** Input data follows **

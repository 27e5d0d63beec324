pub mod types;
pub mod yaml;

use anyhow::{anyhow, bail, Context, Result};
use chrono::Utc;
use futures::future::{join_all, try_join_all, FutureExt, LocalBoxFuture};
use tracing::{debug, info, warn};

use crate::fetch::Fetch;
use crate::paths::{classify, file_name, folder_from_uid, image_ref, InputKind};
use crate::repo::DirEntry;
use crate::session::Session;

use types::{Content, ImageReferenceMap, LearningPath, Module, Unit};
use yaml::{load_document, LoadedDocument};

/// Assembles modules and learning paths from the content repository.
///
/// Each top-level call starts from an empty cache. Give concurrent
/// downloads their own `Downloader`.
pub struct Downloader<F> {
    session: Session<F>,
}

impl<F: Fetch> Downloader<F> {
    pub fn new(session: Session<F>) -> Self {
        Self { session }
    }

    /// Download whatever `input` names: a Learn URL, a repository folder,
    /// or (with `is_uid`) a content UID.
    pub async fn download(&self, input: &str, is_uid: bool) -> Result<Content> {
        let input = input.trim();
        let (kind, folder) = if is_uid {
            let folder = folder_from_uid(input);
            (classify(&folder), folder)
        } else {
            let kind = classify(input);
            let folder = if kind.is_url() {
                self.session.folder_from_learn_page(input).await?
            } else {
                input.trim_matches('/').to_string()
            };
            (kind, folder)
        };

        info!(input, folder = %folder, kind = ?kind, "resolved entry point");
        if kind.is_learning_path() {
            Ok(Content::LearningPath(self.download_learning_path(&folder).await?))
        } else {
            Ok(Content::Module(self.download_module(&folder).await?))
        }
    }

    pub async fn download_module(&self, folder: &str) -> Result<Module> {
        self.session.clear().await;
        let module = self.assemble_module(folder).await?;
        info!(
            uid = %module.uid,
            units = module.units.len(),
            images = module.image_reference_map.len(),
            minutes = module.total_duration_minutes(),
            requests = self.session.cached_entries().await,
            "module downloaded"
        );
        Ok(module)
    }

    pub async fn download_learning_path(&self, folder: &str) -> Result<LearningPath> {
        self.session.clear().await;

        let entries = self.session.list_folder(folder).await?;
        let index = entries
            .iter()
            .find(|e| e.is_file() && e.name == "index.yml")
            .ok_or_else(|| anyhow!("No learning path index (index.yml) found in '{}'", folder))?;

        let text = self
            .session
            .read_url(&self.entry_url(index))
            .await
            .with_context(|| format!("Failed to download {}", index.path))?;
        let mut path = match load_document(&self.session, &text, &index.path).await? {
            Some(LoadedDocument::LearningPath(path)) => path,
            _ => bail!("'{}' is not a learning path index", index.path),
        };

        let results = join_all(path.module_uids.iter().map(|uid| async move {
            let module_folder = folder_from_uid(uid);
            match self.assemble_module(&module_folder).await {
                Ok(module) => Some(module),
                Err(e) => {
                    warn!(uid = %uid, folder = %module_folder, error = %e, "dropping module from learning path");
                    None
                }
            }
        }))
        .await;
        path.modules = results.into_iter().flatten().collect();
        path.fetched_at = Some(Utc::now());

        info!(
            uid = %path.uid,
            modules = path.modules.len(),
            listed = path.module_uids.len(),
            requests = self.session.cached_entries().await,
            "learning path downloaded"
        );
        Ok(path)
    }

    async fn assemble_module(&self, folder: &str) -> Result<Module> {
        let entries = self.session.list_folder(folder).await?;

        let yaml_entries: Vec<&DirEntry> = entries.iter().filter(|e| e.is_yaml()).collect();
        debug!(folder, yaml = yaml_entries.len(), "parsing module YAML");
        let loaded = try_join_all(yaml_entries.iter().map(|entry| self.load_entry(entry))).await?;

        let mut module = None;
        let mut units = Vec::new();
        for doc in loaded.into_iter().flatten() {
            match doc {
                LoadedDocument::Module(m) if module.is_none() => module = Some(m),
                LoadedDocument::Module(m) => {
                    warn!(folder, uid = %m.uid, "ignoring additional module overview");
                }
                LoadedDocument::Unit(unit) => units.push(unit),
                LoadedDocument::LearningPath(p) => {
                    debug!(folder, uid = %p.uid, "ignoring learning path document in module folder");
                }
            }
        }

        let mut module =
            module.ok_or_else(|| anyhow!("No module overview found in '{}'", folder))?;
        sort_units(&mut units);
        module.units = units;

        if let Some(media) = entries
            .iter()
            .find(|e| e.is_dir() && e.name.eq_ignore_ascii_case("media"))
        {
            match self.inline_media(media.path.clone()).await {
                Ok(map) => module.image_reference_map = map,
                Err(e) => warn!(folder, error = %e, "media folder could not be listed"),
            }
        }
        module.content_id = Some(module.compute_content_id());
        module.fetched_at = Some(Utc::now());
        Ok(module)
    }

    /// Download and parse one YAML entry. Missing files and unparsable YAML
    /// are logged and skipped; other download failures (rate limiting,
    /// transport) abort the module.
    async fn load_entry(&self, entry: &DirEntry) -> Result<Option<LoadedDocument>> {
        let text = match self.session.read_url(&self.entry_url(entry)).await {
            Ok(text) => text,
            Err(e) if e.is_not_found() => {
                debug!(path = %entry.path, "YAML listed but not served");
                return Ok(None);
            }
            Err(e) => {
                return Err(e).with_context(|| format!("Failed to download {}", entry.path));
            }
        };
        match load_document(&self.session, &text, &entry.path).await {
            Ok(doc) => Ok(doc),
            Err(e) => {
                warn!(path = %entry.path, error = %e, "YAML could not be parsed");
                Ok(None)
            }
        }
    }

    /// Every file under `folder`, keyed by its `IMG_REF_` token.
    fn inline_media(&self, folder: String) -> LocalBoxFuture<'_, Result<ImageReferenceMap>> {
        async move {
            let entries = self.session.list_folder(&folder).await?;

            let files = join_all(entries.iter().filter(|e| e.is_file()).map(|entry| async move {
                match self.session.read_media(&self.entry_url(entry), &entry.path).await {
                    Ok(data) => Some((image_ref(&entry.path), data.to_string())),
                    Err(e) => {
                        warn!(path = %entry.path, error = %e, "media download failed");
                        None
                    }
                }
            }));
            let subfolders = join_all(
                entries
                    .iter()
                    .filter(|e| e.is_dir())
                    .map(|entry| self.inline_media(entry.path.clone())),
            );
            let (files, subfolders) = futures::join!(files, subfolders);

            let mut map: ImageReferenceMap = files.into_iter().flatten().collect();
            for nested in subfolders {
                match nested {
                    Ok(nested) => map.extend(nested),
                    Err(e) => warn!(folder = %folder, error = %e, "media subfolder skipped"),
                }
            }
            debug!(folder = %folder, images = map.len(), "media inlined");
            Ok(map)
        }
        .boxed_local()
    }

    fn entry_url(&self, entry: &DirEntry) -> String {
        entry
            .download_url
            .clone()
            .unwrap_or_else(|| self.session.repo().raw_url(&entry.path))
    }
}

/// Leading digits of a unit's file name (`3-outro.yml` -> 3).
fn unit_number(unit: &Unit) -> Option<u64> {
    let name = file_name(&unit.source_path);
    let digits: String = name.chars().take_while(|c| c.is_ascii_digit()).collect();
    digits.parse().ok()
}

/// Numbered units first in numeric order, then unnumbered ones; stable.
fn sort_units(units: &mut [Unit]) {
    units.sort_by_key(|unit| match unit_number(unit) {
        Some(n) => (0, n),
        None => (1, 0),
    });
}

** End of Input data **

Show each line of the material that includes the string "index" by copying it.

- Exercise response
        let index = entries
            .find(|e| e.is_file() && e.name == "index.yml")
            .ok_or_else(|| anyhow!("No learning path index (index.yml) found in '{}'", folder))?;
            .read_url(&self.entry_url(index))
            .with_context(|| format!("Failed to download {}", index.path))?;
        let mut path = match load_document(&self.session, &text, &index.path).await? {
            _ => bail!("'{}' is not a learning path index", index.path),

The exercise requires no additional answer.